MHM, menstrual hygiene management.

Such a consortia once in situ will offer an opportunity for funders to pool resources and establish a funding mechanism through the consortia peer-review research panel. Seed money would be needed in the first instance to develop the research network infrastructure, consortia terms of reference, objectives, milestones, timeframes, work packages, funding mechanisms and accountability system, communication strategies, and to initiate the design and provision of guidelines for researchers. Ultimately, we expect that this collaborative effort will facilitate the generation of local and global evidence-based findings that can be translated into policies and programs globally to promote MHM and improve adolescent girls’ dignity, health, well-being, and schooling, and enable girls to reach their full potential.

Conclusions

This brief article represents a consensus by engaged experts from a range of disciplines, on the priority of MHM in schools’ research topics and methods that need to be explored in order to fill the gaps in the existing MHM evidence base. This collective effort aims to improve the quality and focus of research, enhance effectiveness of programming, strengthen global commitment, increase funding, facilitate sharing of expertise across disciplines to foster multi-disciplinary studies (including intervention research), and eliminate time and money spent on duplication of efforts in topic areas already well researched. We advocate for the creation of a global MHM research network through a research consortia that will help support the development of research guidelines, strengthen translation of evidence-based research into policy, and facilitate funding. Ultimately, while great advances have been made in the MHM research evidence base to date, there remain a number of important gaps in our collective knowledge. Filling these gaps will require new research studies that use an expanded range of methodologies, that enable the global community to better understand the magnitude of the problem surrounding MHM for adolescent girls (in and out of school), the impact of MHM interventions, and the costs incurred to implement them effectively. Without broadening the existing evidence-based knowledge, opportunities to improve an essential component of adolescent lives will remain limited.

Acknowledgements

The authors are most grateful to the wider MHM at TEN group for their contribution to the discussion and valuable guidance. We thank CeCe Camacho for her help with the article. Bethany Caruso was funded in part by NIH/NIGMS Institutional Research and Academic Career Development Award, 5K12-GM000680-17.

Authors’ contributions

The article was conceptualized and drafted by PPH, BC, and MS, and edited by BT, GZ, and MaS.

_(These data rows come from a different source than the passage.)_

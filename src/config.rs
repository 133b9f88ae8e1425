//! Configuration management with layered loading
//!
//! Precedence (lowest to highest):
//! 1. Compiled defaults
//! 2. Global config: `$XDG_CONFIG_HOME/cladesync/cladesync.toml`
//! 3. Explicit config file (`--config <file>`)
//! 4. Environment variables: `CLADESYNC_*` prefix, `__` between sections
//!    (e.g. `CLADESYNC_PARTITION__TARGET=300`)

use std::collections::{BTreeMap, HashMap};
use std::fmt;
use std::path::{Path, PathBuf};

use config::{Config, ConfigError, Environment, File};
use directories::ProjectDirs;
use serde::{Deserialize, Serialize};

use crate::application::{ApplicationError, RetryPolicy};
use crate::domain::Thresholds;

pub const ENV_PREFIX: &str = "CLADESYNC";

/// Upstream tree service.
#[derive(Debug, Clone, Serialize, Deserialize, PartialEq)]
#[serde(default)]
pub struct TreeSourceSettings {
    pub api_url: String,
    pub timeout_secs: u64,
    pub retry: RetryPolicy,
}

impl Default for TreeSourceSettings {
    fn default() -> Self {
        Self {
            api_url: "https://api.opentreeoflife.org/v3".into(),
            timeout_secs: 120,
            retry: RetryPolicy::default(),
        }
    }
}

/// Common-name lookup (Wikidata SPARQL).
#[derive(Debug, Clone, Serialize, Deserialize, PartialEq, Eq)]
#[serde(default)]
pub struct EnrichmentSettings {
    pub enabled: bool,
    pub sparql_url: String,
    /// Wikidata asks for a descriptive agent with contact info
    pub user_agent: String,
    pub batch_size: usize,
    pub delay_ms: u64,
    pub timeout_secs: u64,
}

impl Default for EnrichmentSettings {
    fn default() -> Self {
        Self {
            enabled: true,
            sparql_url: "https://query.wikidata.org/sparql".into(),
            user_agent: concat!(
                "cladesync/",
                env!("CARGO_PKG_VERSION"),
                " (phylogeny sync; https://github.com/sysid/cladesync)"
            )
            .into(),
            batch_size: 200,
            delay_ms: 1500,
            timeout_secs: 60,
        }
    }
}

/// Record store (ATProto repository).
#[derive(Debug, Clone, Serialize, Deserialize, PartialEq)]
#[serde(default)]
pub struct StoreSettings {
    /// Fixed PDS; when unset the account's PDS is resolved from its handle
    pub pds_url: Option<String>,
    pub public_api_url: String,
    pub plc_directory_url: String,
    pub collection: String,
    pub source_tag: String,
    pub batch_size: usize,
    pub batch_delay_ms: u64,
    pub rate_delay_ms: u64,
    pub page_limit: u32,
    pub max_record_bytes: usize,
    pub timeout_secs: u64,
    pub retry: RetryPolicy,
}

impl Default for StoreSettings {
    fn default() -> Self {
        Self {
            pds_url: None,
            public_api_url: "https://public.api.bsky.app".into(),
            plc_directory_url: "https://plc.directory".into(),
            collection: "com.minomobi.phylo.clade".into(),
            source_tag: "otol-synthesis".into(),
            batch_size: 10,
            batch_delay_ms: 3000,
            rate_delay_ms: 2200,
            page_limit: 100,
            max_record_bytes: 1_000_000,
            timeout_secs: 60,
            retry: RetryPolicy::default(),
        }
    }
}

/// Names of the environment variables holding an account's credentials.
#[derive(Debug, Clone, Serialize, Deserialize, PartialEq, Eq)]
pub struct AccountConfig {
    pub handle_env: String,
    pub password_env: String,
}

/// Resolved account credentials.
#[derive(Clone, PartialEq, Eq)]
pub struct Credentials {
    pub identity: String,
    pub secret: String,
}

impl fmt::Debug for Credentials {
    fn fmt(&self, f: &mut fmt::Formatter<'_>) -> fmt::Result {
        f.debug_struct("Credentials")
            .field("identity", &self.identity)
            .field("secret", &"***")
            .finish()
    }
}

pub const DEFAULT_ACCOUNT: &str = "main";

/// Unified configuration for cladesync.
#[derive(Debug, Clone, Serialize, Deserialize, PartialEq)]
#[serde(default)]
pub struct Settings {
    pub partition: Thresholds,
    pub tree_source: TreeSourceSettings,
    pub enrichment: EnrichmentSettings,
    pub store: StoreSettings,
    pub accounts: BTreeMap<String, AccountConfig>,
}

impl Default for Settings {
    fn default() -> Self {
        let mut accounts = BTreeMap::new();
        accounts.insert(
            DEFAULT_ACCOUNT.to_string(),
            AccountConfig {
                handle_env: "BLUESKY_HANDLE".into(),
                password_env: "BLUESKY_APP_PASSWORD".into(),
            },
        );
        Self {
            partition: Thresholds::default(),
            tree_source: TreeSourceSettings::default(),
            enrichment: EnrichmentSettings::default(),
            store: StoreSettings::default(),
            accounts,
        }
    }
}

/// Get the XDG config directory for cladesync.
pub fn global_config_dir() -> Option<PathBuf> {
    ProjectDirs::from("", "", "cladesync").map(|dirs| dirs.config_dir().to_path_buf())
}

/// Get the path to the global config file.
pub fn global_config_path() -> Option<PathBuf> {
    global_config_dir().map(|dir| dir.join("cladesync.toml"))
}

impl Settings {
    /// Load settings with layered precedence from the real environment.
    pub fn load(config_file: Option<&Path>) -> Result<Self, ApplicationError> {
        Self::load_from(global_config_path().as_deref(), config_file, None)
    }

    /// Load with every layer given explicitly.
    ///
    /// `env` replaces the process environment when set.
    pub fn load_from(
        global: Option<&Path>,
        config_file: Option<&Path>,
        env: Option<HashMap<String, String>>,
    ) -> Result<Self, ApplicationError> {
        // 1. Defaults
        let mut builder =
            Config::builder().add_source(Config::try_from(&Settings::default()).map_err(config_err)?);

        // 2. Global config, optional
        if let Some(global_path) = global {
            builder = builder.add_source(File::from(global_path).required(false));
        }

        // 3. Explicit config file, must exist
        if let Some(path) = config_file {
            if !path.exists() {
                return Err(ApplicationError::Config {
                    message: format!("config file not found: {}", path.display()),
                });
            }
            builder = builder.add_source(File::from(path).required(true));
        }

        // 4. Environment overrides
        builder = builder.add_source(
            Environment::with_prefix(ENV_PREFIX)
                .prefix_separator("_")
                .separator("__")
                .try_parsing(true)
                .source(env),
        );

        let settings: Self = builder
            .build()
            .and_then(Config::try_deserialize)
            .map_err(config_err)?;
        settings.validate()?;
        Ok(settings)
    }

    /// Consistency checks that deserialization cannot express.
    pub fn validate(&self) -> Result<(), ApplicationError> {
        self.partition.validate()?;
        if self.store.batch_size == 0 {
            return Err(ApplicationError::Config {
                message: "store.batch_size must be at least 1".into(),
            });
        }
        if self.enrichment.batch_size == 0 {
            return Err(ApplicationError::Config {
                message: "enrichment.batch_size must be at least 1".into(),
            });
        }
        Ok(())
    }

    /// Resolve an account's credentials from the process environment.
    pub fn credentials(&self, account: &str) -> Result<Credentials, ApplicationError> {
        self.credentials_with(account, |name| std::env::var(name).ok())
    }

    /// Resolve an account's credentials through `lookup` (variable name -> value).
    pub fn credentials_with(
        &self,
        account: &str,
        lookup: impl Fn(&str) -> Option<String>,
    ) -> Result<Credentials, ApplicationError> {
        let config = self
            .accounts
            .get(account)
            .ok_or_else(|| ApplicationError::Config {
                message: format!(
                    "unknown account '{account}' (configured: {})",
                    self.accounts.keys().cloned().collect::<Vec<_>>().join(", ")
                ),
            })?;
        let read = |name: &str| {
            lookup(name)
                .filter(|v| !v.trim().is_empty())
                .ok_or_else(|| ApplicationError::Config {
                    message: format!("missing credentials for account '{account}': set ${name}"),
                })
        };
        Ok(Credentials {
            identity: read(&config.handle_env)?,
            secret: read(&config.password_env)?,
        })
    }

    /// Show the effective configuration as TOML.
    pub fn to_toml(&self) -> Result<String, ApplicationError> {
        toml::to_string_pretty(self).map_err(|e| ApplicationError::Config {
            message: format!("serialize config: {e}"),
        })
    }

    /// Generate a template config file.
    pub fn template() -> String {
        r#"# cladesync configuration
#
# Locations (by precedence, lowest to highest):
#   Global:   ~/.config/cladesync/cladesync.toml
#   Explicit: cladesync --config <file>
#   Env:      CLADESYNC_* variables, "__" between sections
#             (CLADESYNC_PARTITION__TARGET=300)

[partition]
# Soft clade size in nodes
# target = 250
# Smallest subtree split into its own clade
# floor = 20
# Clade size past which only leaves are inlined
# hard_max = 500

[tree_source]
# api_url = "https://api.opentreeoflife.org/v3"
# timeout_secs = 120

# Throttled or failed subtree downloads are retried with backoff
[tree_source.retry]
# max_attempts = 5
# initial_delay_ms = 2000
# max_delay_ms = 60000
# multiplier = 2.0

[enrichment]
# enabled = true
# sparql_url = "https://query.wikidata.org/sparql"
# batch_size = 200
# delay_ms = 1500

[store]
# Fixed PDS; leave unset to resolve it from the account handle
# pds_url = "https://bsky.social"
# collection = "com.minomobi.phylo.clade"
# source_tag = "otol-synthesis"
# batch_size = 10
# batch_delay_ms = 3000
# rate_delay_ms = 2200
# max_record_bytes = 1000000

[store.retry]
# max_attempts = 5
# initial_delay_ms = 2000
# max_delay_ms = 60000
# multiplier = 2.0

# Accounts name the env vars holding handle and app password
[accounts.main]
handle_env = "BLUESKY_HANDLE"
password_env = "BLUESKY_APP_PASSWORD"

# [accounts.modulo]
# handle_env = "MODULO_HANDLE"
# password_env = "MODULO_APP_PASSWORD"
"#
        .to_string()
    }
}

fn config_err(e: ConfigError) -> ApplicationError {
    ApplicationError::Config {
        message: e.to_string(),
    }
}

#[cfg(test)]
mod tests {
    use super::*;

    #[test]
    fn given_no_config_when_loading_then_uses_defaults() {
        let settings = Settings::load_from(None, None, Some(HashMap::new())).expect("load defaults");
        assert_eq!(settings, Settings::default());
        assert_eq!(settings.partition.target, 250);
        assert_eq!(settings.store.batch_size, 10);
        assert!(settings.accounts.contains_key(DEFAULT_ACCOUNT));
    }

    #[test]
    fn given_template_when_parsing_then_is_valid_toml() {
        let parsed: Result<toml::Value, _> = toml::from_str(&Settings::template());
        assert!(parsed.is_ok(), "template must parse: {parsed:?}");
    }

    #[test]
    fn given_credentials_debug_when_formatting_then_hides_secret() {
        let creds = Credentials {
            identity: "alice.bsky.social".into(),
            secret: "hunter2".into(),
        };
        let shown = format!("{creds:?}");
        assert!(shown.contains("alice.bsky.social"));
        assert!(!shown.contains("hunter2"));
    }
}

Conflict of interest and funding

The authors declare no conflict of interest.

Paper context

There is a dearth of data measuring the effects of girls’ menses on health and well-being in low-and middle-income countries. This lack of research has been identified as one of the five top priorities for advancing good menstrual hygiene management (MHM) globally. This article highlights the existing gaps in MHM research and identifies opportunities to build hard evidence and improve the ability of governments, donors, and other agencies to appropriately target resources to support MHM.